**Required work**
The lines below are to be quoted exactly, from the first through the one that contains "canvas are clipped.".

**Stored data**
--- START ---

// ============================================================================
// CANVAS — raster validation, source-over blending, blits
// ============================================================================

use std::borrow::Cow;

use image::{Rgba, RgbaImage, imageops};
use rayon::prelude::*;

use crate::coords::{Point, Size};
use crate::error::EditorError;

/// Refuse rasters with no pixels.
pub fn validate_raster(img: &RgbaImage, what: &str) -> Result<(), EditorError> {
    if img.width() < 1 || img.height() < 1 {
        return Err(EditorError::InvalidImage(format!(
            "{} is {}x{}",
            what,
            img.width(),
            img.height()
        )));
    }
    Ok(())
}

/// Straight-alpha source-over of `top` onto `base`, with `top` scaled by `opacity`.
pub fn blend_over(base: Rgba<u8>, top: Rgba<u8>, opacity: f32) -> Rgba<u8> {
    // Fast path: nothing to draw
    if top[3] == 0 || opacity <= 0.0 {
        return base;
    }
    // Fast path: fully opaque top replaces base
    if opacity >= 1.0 && top[3] == 255 {
        return top;
    }

    let top_a = (top[3] as f32 / 255.0) * opacity.min(1.0);
    let base_a = base[3] as f32 / 255.0;
    let out_a = top_a + base_a * (1.0 - top_a);
    if out_a <= 0.0 {
        return Rgba([0, 0, 0, 0]);
    }

    let mut out = [0u8; 4];
    for c in 0..3 {
        let v = (top[c] as f32 * top_a + base[c] as f32 * base_a * (1.0 - top_a)) / out_a;
        out[c] = v.round().clamp(0.0, 255.0) as u8;
    }
    out[3] = (out_a * 255.0).round().clamp(0.0, 255.0) as u8;
    Rgba(out)
}

/// Draw `layer` onto `canvas` with its top-left at integer `(x, y)`.
/// Parts outside the canvas are clipped.
pub fn blit(canvas: &mut RgbaImage, layer: &RgbaImage, x: i32, y: i32, opacity: f32) {
    let (cw, ch) = (canvas.width() as i32, canvas.height() as i32);
    let (lw, lh) = (layer.width() as i32, layer.height() as i32);
    let x0 = x.max(0);
    let y0 = y.max(0);
    let x1 = x.saturating_add(lw).min(cw);
    let y1 = y.saturating_add(lh).min(ch);
    if x0 >= x1 || y0 >= y1 {
        return;
    }

    let stride = cw as usize * 4;
    let raw: &mut [u8] = &mut *canvas;
    raw.par_chunks_mut(stride)
        .enumerate()
        .skip(y0 as usize)
        .take((y1 - y0) as usize)
        .for_each(|(cy, row)| {
            let ly = cy as i32 - y;
            for cx in x0..x1 {
                let top = *layer.get_pixel((cx - x) as u32, ly as u32);
                let pi = cx as usize * 4;
                let base = Rgba([row[pi], row[pi + 1], row[pi + 2], row[pi + 3]]);
                let out = blend_over(base, top, opacity);
                row[pi..pi + 4].copy_from_slice(&out.0);
            }
        });
}

/// Source-over of a same-sized `top` over the whole canvas.
pub fn overlay(canvas: &mut RgbaImage, top: &RgbaImage) {
    blit(canvas, top, 0, 0, 1.0);
}

/// `img` at exactly `width`×`height`, resized only when needed.
pub fn fit_to(img: &RgbaImage, width: u32, height: u32) -> Cow<'_, RgbaImage> {
    if img.dimensions() == (width, height) {
        Cow::Borrowed(img)
    } else {
        Cow::Owned(imageops::resize(
            img,
            width.max(1),
            height.max(1),
            imageops::FilterType::Triangle,
        ))
    }
}

/// Scale `img` into the pixel rect `origin`/`size` of `canvas` (rounded to whole pixels).
pub fn draw_into_rect(canvas: &mut RgbaImage, img: &RgbaImage, origin: Point, size: Size) {
    let w = size.width.round().max(1.0) as u32;
    let h = size.height.round().max(1.0) as u32;
    let scaled = fit_to(img, w, h);
    blit(
        canvas,
        &scaled,
        origin.x.round() as i32,
        origin.y.round() as i32,
        1.0,
    );
}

--- END ---

**Exercise response**
// ============================================================================
// CANVAS — raster validation, source-over blending, blits
// ============================================================================

use std::borrow::Cow;

use image::{Rgba, RgbaImage, imageops};
use rayon::prelude::*;

use crate::coords::{Point, Size};
use crate::error::EditorError;

/// Refuse rasters with no pixels.
pub fn validate_raster(img: &RgbaImage, what: &str) -> Result<(), EditorError> {
    if img.width() < 1 || img.height() < 1 {
        return Err(EditorError::InvalidImage(format!(
            "{} is {}x{}",
            what,
            img.width(),
            img.height()
        )));
    }
    Ok(())
}

/// Straight-alpha source-over of `top` onto `base`, with `top` scaled by `opacity`.
pub fn blend_over(base: Rgba<u8>, top: Rgba<u8>, opacity: f32) -> Rgba<u8> {
    // Fast path: nothing to draw
    if top[3] == 0 || opacity <= 0.0 {
        return base;
    }
    // Fast path: fully opaque top replaces base
    if opacity >= 1.0 && top[3] == 255 {
        return top;
    }

    let top_a = (top[3] as f32 / 255.0) * opacity.min(1.0);
    let base_a = base[3] as f32 / 255.0;
    let out_a = top_a + base_a * (1.0 - top_a);
    if out_a <= 0.0 {
        return Rgba([0, 0, 0, 0]);
    }

    let mut out = [0u8; 4];
    for c in 0..3 {
        let v = (top[c] as f32 * top_a + base[c] as f32 * base_a * (1.0 - top_a)) / out_a;
        out[c] = v.round().clamp(0.0, 255.0) as u8;
    }
    out[3] = (out_a * 255.0).round().clamp(0.0, 255.0) as u8;
    Rgba(out)
}

/// Draw `layer` onto `canvas` with its top-left at integer `(x, y)`.
/// Parts outside the canvas are clipped.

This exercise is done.